I have not touched time series topics much in my introductory Econometric 131. Today we will start to create functions which we believe will be useful for time series studies.The first one is to create a lag matrix.

Consider the vector X whose elements are
X = [3,6,4,1,0, -1, 2,7]

and let us write a matrix built from X with lags added. One could build the lag matrix suche that the
last element of X is an element of the vector with zero lag or in another way, include the first element
of X in the vector with zero lag.

The first style would look like as follows:

Y: lag= 0: X[2],...,X[7]
X1: lag= 1: X[1]..., X[6]
X2: lag= 2: X[0],.., X[5]

The vector with lag of 1 would be $X_{-1}$ or as $X_{i-1}$. The the second style would look like

Y: lag= 0: X[0],.., X[5]
X1: lag= 1: X[1]..., X[6]
X2: lag= 2: X[2],...,X[7]

and the vector with lag of 1 would be denote $X_{1}$ or as $X_{i+1}$.

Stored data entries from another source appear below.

//! # Store Error Types
//!
//! Typed error handling for the COMPIA store engine.
//! All fallible store operations return `Result<T, StoreError>`.

use thiserror::Error;

/// Core error type for all store operations
#[derive(Debug, Error)]
pub enum StoreError {
    /// Configuration errors (missing env vars, invalid config)
    #[error("Configuration error: {0}")]
    Configuration(String),

    /// Invalid request data
    #[error("Invalid request: {0}")]
    InvalidRequest(String),

    /// Postal code is not a valid 8-digit CEP
    #[error("Invalid CEP: {cep}")]
    InvalidCep { cep: String },

    /// Product not found in the catalog
    #[error("Product not found: {product_id}")]
    ProductNotFound { product_id: String },

    /// Price mismatch or invalid amount
    #[error("Invalid price: {message}")]
    InvalidPrice { message: String },

    /// Lookup service returned an error response
    #[error("Lookup error [{service}]: {message}")]
    LookupFailed { service: String, message: String },

    /// Network/HTTP error communicating with a lookup service
    #[error("Network error: {0}")]
    Network(String),

    /// Internal error (should not happen)
    #[error("Internal error: {0}")]
    Internal(String),

    /// Serialization/deserialization error
    #[error("Serialization error: {0}")]
    Serialization(String),
}

impl StoreError {
    /// Returns true if this error came from an external lookup and the
    /// caller may safely degrade to region-unknown pricing
    pub fn is_lookup_failure(&self) -> bool {
        matches!(
            self,
            StoreError::Network(_) | StoreError::LookupFailed { .. }
        )
    }

    /// Returns the HTTP status code appropriate for this error
    pub fn status_code(&self) -> u16 {
        match self {
            StoreError::Configuration(_) => 500,
            StoreError::InvalidRequest(_) => 400,
            StoreError::InvalidCep { .. } => 400,
            StoreError::ProductNotFound { .. } => 404,
            StoreError::InvalidPrice { .. } => 400,
            StoreError::LookupFailed { .. } => 502,
            StoreError::Network(_) => 503,
            StoreError::Internal(_) => 500,
            StoreError::Serialization(_) => 500,
        }
    }
}

/// Result type alias for store operations
pub type StoreResult<T> = Result<T, StoreError>;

The following function would generate a lag matrix from the vectors $X_{minlag}$ to $X_{maxlag}$.

def makelagmatrix(X, minlag=0, maxlag= 2, style=[0,1][0]):
    L=[]
    n = len(X)
    if style==0:
      for i in range(0,n-maxlag):
        row = [X[i+j] for j in range(minlag, maxlag+1)]
        L.append(row)
    else:
      for i in range(maxlag,n):
        row = [X[i-j] for j in range(minlag, maxlag+1)]
        L.append(row)
    return L

minlag = 1
maxlag = 2
X= [3,6,4,1, 0, -1,2,7]
print X

Y = X[:-maxlag+1]
matlib.mataugprint(makelagmatrix(X, minlag, maxlag), Y)


Y = X[maxlag:]
matlib.mataugprint(makelagmatrix(X, minlag, maxlag,1), Y)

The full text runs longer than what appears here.